» **THE PROBLEM**
Starting at the line that contains "let mut request", repeat each line exactly until the records end, keeping both the first and the last.

» **DATA TO EXAMINE**
=-=-=
use serde_json::Value;
use tracing::debug;

use crate::client::request::{ApiRequest, ExpectedStatus};
use crate::client::ConnectClient;
use crate::constants::headers;
use crate::error::{ConnectError, ConnectResult};
use crate::types::{HttpAuthType, WorkflowInvocation, WorkflowTarget};
use crate::validation::require_non_empty;

impl ConnectClient {
    // ===================================================================================
    // WORKFLOW INVOCATION
    // ===================================================================================

    /// Invoke a workflow HTTP endpoint by URL or endpoint id
    ///
    /// Any 2xx counts as success. The body comes back as JSON, or wrapped as
    /// `{"raw_response": ...}` when the workflow answers with something else.
    pub async fn invoke_workflow(
        &self,
        url_or_endpoint_id: &str,
        invocation: WorkflowInvocation,
    ) -> ConnectResult<Value> {
        let request = self.workflow_request(url_or_endpoint_id, invocation)?;
        self.send(request).await
    }

    /// Invoke an OAuth-protected workflow on behalf of an end user
    ///
    /// Adds the `x-pd-external-user-id` header; the invocation must use
    /// [`HttpAuthType::OAuth`].
    pub async fn invoke_workflow_for_external_user(
        &self,
        url_or_endpoint_id: &str,
        external_user_id: &str,
        invocation: WorkflowInvocation,
    ) -> ConnectResult<Value> {
        require_non_empty("external_user_id", external_user_id)?;
        if invocation.auth != HttpAuthType::OAuth {
            return Err(ConnectError::validation(
                "invoke_workflow_for_external_user requires OAuth authentication",
            ));
        }

        let request = self
            .workflow_request(url_or_endpoint_id, invocation)?
            .header(headers::EXTERNAL_USER_ID, external_user_id);
        self.send(request).await
    }

    fn workflow_request(
        &self,
        url_or_endpoint_id: &str,
        invocation: WorkflowInvocation,
    ) -> ConnectResult<ApiRequest> {
        let url = WorkflowTarget::parse(url_or_endpoint_id)?.resolve(&self.workflow_domain)?;
        debug!(url = %url, method = %invocation.method, "Invoking workflow");

        let mut request = ApiRequest::absolute("invoke_workflow", invocation.method, url)
            .without_environment()
            .expect(ExpectedStatus::AnySuccess);

        request = match invocation.auth {
            HttpAuthType::OAuth => request,
            HttpAuthType::StaticBearer(token) => {
                require_non_empty("static bearer token", &token)?;
                request
                    .without_auth()
                    .header("authorization", format!("Bearer {token}"))
            }
            HttpAuthType::None => request.without_auth(),
        };

        for (name, value) in invocation.headers {
            request = request.header(name, value);
        }

        if let Some(body) = invocation.body {
            request = request.json(body);
        }

        Ok(request)
    }
}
=-=-=
» **EXERCISE ANSWER**
        let mut request = ApiRequest::absolute("invoke_workflow", invocation.method, url)
            .without_environment()
            .expect(ExpectedStatus::AnySuccess);

        request = match invocation.auth {
            HttpAuthType::OAuth => request,
            HttpAuthType::StaticBearer(token) => {
                require_non_empty("static bearer token", &token)?;
                request
                    .without_auth()
                    .header("authorization", format!("Bearer {token}"))
            }
            HttpAuthType::None => request.without_auth(),
        };

        for (name, value) in invocation.headers {
            request = request.header(name, value);
        }

        if let Some(body) = invocation.body {
            request = request.json(body);
        }

        Ok(request)
    }
}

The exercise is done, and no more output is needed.